◆ TASK STATEMENT ◆
Please restate exactly what appears in the records below from the first line to the line where "let (title, suggestions)" is, that line included.
____
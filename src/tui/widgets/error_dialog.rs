//! Error dialog widget
//!
//! Displays an alert with error details and recovery suggestions.

use ratatui::{
    buffer::Buffer,
    layout::{Alignment, Constraint, Direction, Layout, Rect},
    style::{Color, Modifier, Style},
    text::{Line, Span},
    widgets::{Block, Borders, Clear, Paragraph, Widget, Wrap},
};

use crate::error::ExpenseError;

/// An error dialog with details and suggestions
#[derive(Debug, Clone, PartialEq, Eq)]
pub struct ErrorInfo {
    /// The error title/summary
    pub title: String,
    /// Detailed error message
    pub details: String,
    /// Suggested recovery actions
    pub suggestions: Vec<String>,
}

impl ErrorInfo {
    /// Create error info from an ExpenseError
    pub fn from_error(error: &ExpenseError) -> Self {
        let (title, suggestions) = match error {
            ExpenseError::Config(_) => (
                "Configuration Error".to_string(),
                vec!["Check your settings file for syntax errors".to_string()],
            ),
            ExpenseError::Io(_) => (
                "I/O Error".to_string(),
                vec![
                    "Check that you have write permissions to the data directory".to_string(),
                    "Ensure there is enough disk space".to_string(),
                ],
            ),
            ExpenseError::Json(_) => (
                "Data File Error".to_string(),
                vec!["The stored expense data may be corrupted".to_string()],
            ),
            ExpenseError::Validation(_) => ("Missing Information".to_string(), Vec::new()),
            ExpenseError::NotFound {
                entity_type: "User",
                ..
            } => (
                "User Not Found".to_string(),
                vec!["Press Esc and choose [N] New user to create it".to_string()],
            ),
            ExpenseError::NotFound { entity_type, .. } => {
                (format!("{} Not Found", entity_type), Vec::new())
            }
            ExpenseError::Storage(_) => (
                "Storage Error".to_string(),
                vec!["Check that the data directory is accessible".to_string()],
            ),
            ExpenseError::Export(_) => (
                "Export Error".to_string(),
                vec!["Check that you have write permissions to the output path".to_string()],
            ),
            ExpenseError::Tui(_) => (
                "Interface Error".to_string(),
                vec!["Try resizing your terminal window".to_string()],
            ),
        };

        Self {
            title,
            details: error.user_message(),
            suggestions,
        }
    }
}

/// Widget for rendering an error dialog
pub struct ErrorDialog<'a> {
    error: &'a ErrorInfo,
}

impl<'a> ErrorDialog<'a> {
    /// Create a new error dialog widget
    pub fn new(error: &'a ErrorInfo) -> Self {
        Self { error }
    }
}

impl<'a> Widget for ErrorDialog<'a> {
    fn render(self, area: Rect, buf: &mut Buffer) {
        Clear.render(area, buf);

        let block = Block::default()
            .borders(Borders::ALL)
            .border_style(Style::default().fg(Color::Red))
            .title(format!(" {} ", self.error.title))
            .title_style(Style::default().fg(Color::Red).add_modifier(Modifier::BOLD));

        let inner = block.inner(area);
        block.render(area, buf);

        let chunks = Layout::default()
            .direction(Direction::Vertical)
            .margin(1)
            .constraints([
                Constraint::Length(3), // Details
                Constraint::Min(1),    // Suggestions
                Constraint::Length(1), // Close hint
            ])
            .split(inner);

        Paragraph::new(self.error.details.as_str())
            .style(Style::default().fg(Color::White))
            .wrap(Wrap { trim: true })
            .render(chunks[0], buf);

        if !self.error.suggestions.is_empty() {
            let lines: Vec<Line> = self
                .error
                .suggestions
                .iter()
                .map(|s| Line::from(vec![Span::raw("  - "), Span::raw(s.as_str())]))
                .collect();

            Paragraph::new(lines)
                .style(Style::default().fg(Color::Gray))
                .wrap(Wrap { trim: true })
                .render(chunks[1], buf);
        }

        Paragraph::new("Press Esc or Enter to close")
            .style(Style::default().fg(Color::DarkGray))
            .alignment(Alignment::Center)
            .render(chunks[2], buf);
    }
}

/// Calculate the area for an error dialog (centered in parent)
pub fn error_dialog_area(parent: Rect) -> Rect {
    let width = (parent.width * 60 / 100).clamp(40, 70).min(parent.width);
    let height = 10.min(parent.height);

    let x = parent.x + (parent.width - width) / 2;
    let y = parent.y + (parent.height - height) / 2;

    Rect::new(x, y, width, height)
}
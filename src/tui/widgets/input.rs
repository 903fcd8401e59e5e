//! Text input widget
//!
//! A single-line text field with a character-based cursor

use ratatui::{
    buffer::Buffer,
    layout::Rect,
    style::{Color, Modifier, Style},
    text::{Line, Span},
    widgets::Widget,
};

/// A simple text input widget
#[derive(Debug, Clone, Default)]
pub struct TextInput {
    /// Current text content
    pub content: String,
    /// Cursor position in characters
    pub cursor: usize,
    /// Whether the input is focused
    pub focused: bool,
    /// Placeholder text
    pub placeholder: String,
    /// Label
    pub label: String,
}

impl TextInput {
    /// Create a new text input
    pub fn new() -> Self {
        Self::default()
    }

    /// Set the label
    pub fn label(mut self, label: impl Into<String>) -> Self {
        self.label = label.into();
        self
    }

    /// Set the placeholder
    pub fn placeholder(mut self, placeholder: impl Into<String>) -> Self {
        self.placeholder = placeholder.into();
        self
    }

    /// Set content and move the cursor to its end
    pub fn content(mut self, content: impl Into<String>) -> Self {
        self.set_value(content);
        self
    }

    /// Replace the content and move the cursor to its end
    pub fn set_value(&mut self, content: impl Into<String>) {
        self.content = content.into();
        self.cursor = self.char_count();
    }

    fn char_count(&self) -> usize {
        self.content.chars().count()
    }

    fn byte_index(&self, char_index: usize) -> usize {
        self.content
            .char_indices()
            .nth(char_index)
            .map(|(i, _)| i)
            .unwrap_or(self.content.len())
    }

    /// Insert a character at the cursor
    pub fn insert(&mut self, c: char) {
        let index = self.byte_index(self.cursor);
        self.content.insert(index, c);
        self.cursor += 1;
    }

    /// Delete character before cursor
    pub fn backspace(&mut self) {
        if self.cursor > 0 {
            self.cursor -= 1;
            let index = self.byte_index(self.cursor);
            self.content.remove(index);
        }
    }

    /// Delete character at cursor
    pub fn delete(&mut self) {
        if self.cursor < self.char_count() {
            let index = self.byte_index(self.cursor);
            self.content.remove(index);
        }
    }

    /// Move cursor left
    pub fn move_left(&mut self) {
        self.cursor = self.cursor.saturating_sub(1);
    }

    /// Move cursor right
    pub fn move_right(&mut self) {
        if self.cursor < self.char_count() {
            self.cursor += 1;
        }
    }

    /// Move cursor to start
    pub fn move_start(&mut self) {
        self.cursor = 0;
    }

    /// Move cursor to end
    pub fn move_end(&mut self) {
        self.cursor = self.char_count();
    }

    /// Clear the content
    pub fn clear(&mut self) {
        self.content.clear();
        self.cursor = 0;
    }

    /// Get the current content
    pub fn value(&self) -> &str {
        &self.content
    }

    /// Spans for the value, with the cursor drawn when focused
    pub fn value_spans(&self) -> Vec<Span<'static>> {
        let value_style = if self.focused {
            Style::default().fg(Color::White)
        } else {
            Style::default().fg(Color::Yellow)
        };

        if !self.focused {
            let text = if self.content.is_empty() {
                Span::styled(
                    self.placeholder.clone(),
                    Style::default().fg(Color::DarkGray),
                )
            } else {
                Span::styled(self.content.clone(), value_style)
            };
            return vec![text];
        }

        let before: String = self.content.chars().take(self.cursor).collect();
        let mut rest = self.content.chars().skip(self.cursor);
        let cursor_char = rest.next().unwrap_or(' ');
        let after: String = rest.collect();

        vec![
            Span::styled(before, value_style),
            Span::styled(
                cursor_char.to_string(),
                Style::default().fg(Color::Black).bg(Color::Cyan),
            ),
            Span::styled(after, value_style),
        ]
    }
}

impl Widget for &TextInput {
    fn render(self, area: Rect, buf: &mut Buffer) {
        let label_style = if self.focused {
            Style::default()
                .fg(Color::Cyan)
                .add_modifier(Modifier::BOLD)
        } else {
            Style::default().fg(Color::Cyan)
        };

        let mut spans = Vec::new();
        if !self.label.is_empty() {
            spans.push(Span::styled(format!("{:>10}: ", self.label), label_style));
        }
        spans.extend(self.value_spans());

        buf.set_line(area.x, area.y, &Line::from(spans), area.width);
    }
}
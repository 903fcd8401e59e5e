//! Audit logging system for the expense tracker
//!
//! Records every create, update and delete of users and expenses with
//! before/after values in an append-only log.
//!
//! # Architecture
//!
//! - `AuditEntry`: a single log entry with timestamp, operation, entity
//!   information, and optional before/after values.
//! - `AuditLogger`: writes entries to the log file as line-delimited JSON.
//! - `generate_diff`: builds a human-readable summary of changed fields.
//!
//! # Example
//!
//! ```rust,ignore
//! use expense_tracker::audit::{AuditEntry, AuditLogger, EntityType};
//!
//! let logger = AuditLogger::new(audit_log_path);
//! let entry = AuditEntry::create(
//!     EntityType::Expense,
//!     expense.id.to_string(),
//!     Some(format!("{}: {}", username, expense.name)),
//!     &expense,
//! );
//! logger.log(&entry)?;
//! ```

mod diff;
mod entry;
mod logger;

pub use diff::generate_diff;
pub use entry::{AuditEntry, EntityType, Operation};
pub use logger::AuditLogger;
//! Per-user expense lists in the local store
//!
//! Each username is a key whose value is the JSON array of that user's
//! expense records.

use std::path::PathBuf;

use crate::error::ExpenseError;
use crate::models::Expense;

use super::local_store::LocalStore;

/// Repository mapping usernames to their expense lists
pub struct UserRepository {
    store: LocalStore,
}

impl UserRepository {
    /// Create a new user repository backed by the store file at `path`
    pub fn new(path: PathBuf) -> Self {
        Self {
            store: LocalStore::new(path),
        }
    }

    /// Load the store from disk
    pub fn load(&self) -> Result<(), ExpenseError> {
        self.store.load()
    }

    /// Path of the backing store file
    pub fn path(&self) -> &PathBuf {
        self.store.path()
    }

    /// Get the stored expense list for `username`
    ///
    /// Returns `None` when the user has never been stored. A value that is not
    /// an array of expense records is reported as a JSON error. Records saved
    /// without an id are given one and written back, so ids stay stable
    /// across reads.
    pub fn get(&self, username: &str) -> Result<Option<Vec<Expense>>, ExpenseError> {
        let Some(value) = self.store.get_item(username)? else {
            return Ok(None);
        };

        let missing_ids = value
            .as_array()
            .is_some_and(|records| records.iter().any(|record| record.get("id").is_none()));

        let expenses: Vec<Expense> = serde_json::from_value(value).map_err(|e| {
            ExpenseError::Json(format!(
                "Stored expenses for '{}' are malformed: {}",
                username, e
            ))
        })?;

        if missing_ids {
            self.put(username, &expenses)?;
        }

        Ok(Some(expenses))
    }

    /// Store the full expense list for `username`
    pub fn put(&self, username: &str, expenses: &[Expense]) -> Result<(), ExpenseError> {
        let value = serde_json::to_value(expenses)?;
        self.store.set_item(username, value)
    }

    /// Remove a user and all their expenses
    pub fn remove(&self, username: &str) -> Result<bool, ExpenseError> {
        self.store.remove_item(username)
    }

    /// Whether `username` has stored data
    pub fn exists(&self, username: &str) -> Result<bool, ExpenseError> {
        self.store.contains_key(username)
    }

    /// All stored usernames in sorted order
    pub fn usernames(&self) -> Result<Vec<String>, ExpenseError> {
        self.store.keys()
    }
}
____
◆ ANSWER SECTION ◆
filename src/tui/widgets/error_dialog.rs
//! Error dialog widget
//!
//! Displays an alert with error details and recovery suggestions.

use ratatui::{
    buffer::Buffer,
    layout::{Alignment, Constraint, Direction, Layout, Rect},
    style::{Color, Modifier, Style},
    text::{Line, Span},
    widgets::{Block, Borders, Clear, Paragraph, Widget, Wrap},
};

use crate::error::ExpenseError;

/// An error dialog with details and suggestions
#[derive(Debug, Clone, PartialEq, Eq)]
pub struct ErrorInfo {
    /// The error title/summary
    pub title: String,
    /// Detailed error message
    pub details: String,
    /// Suggested recovery actions
    pub suggestions: Vec<String>,
}

impl ErrorInfo {
    /// Create error info from an ExpenseError
    pub fn from_error(error: &ExpenseError) -> Self {
        let (title, suggestions) = match error {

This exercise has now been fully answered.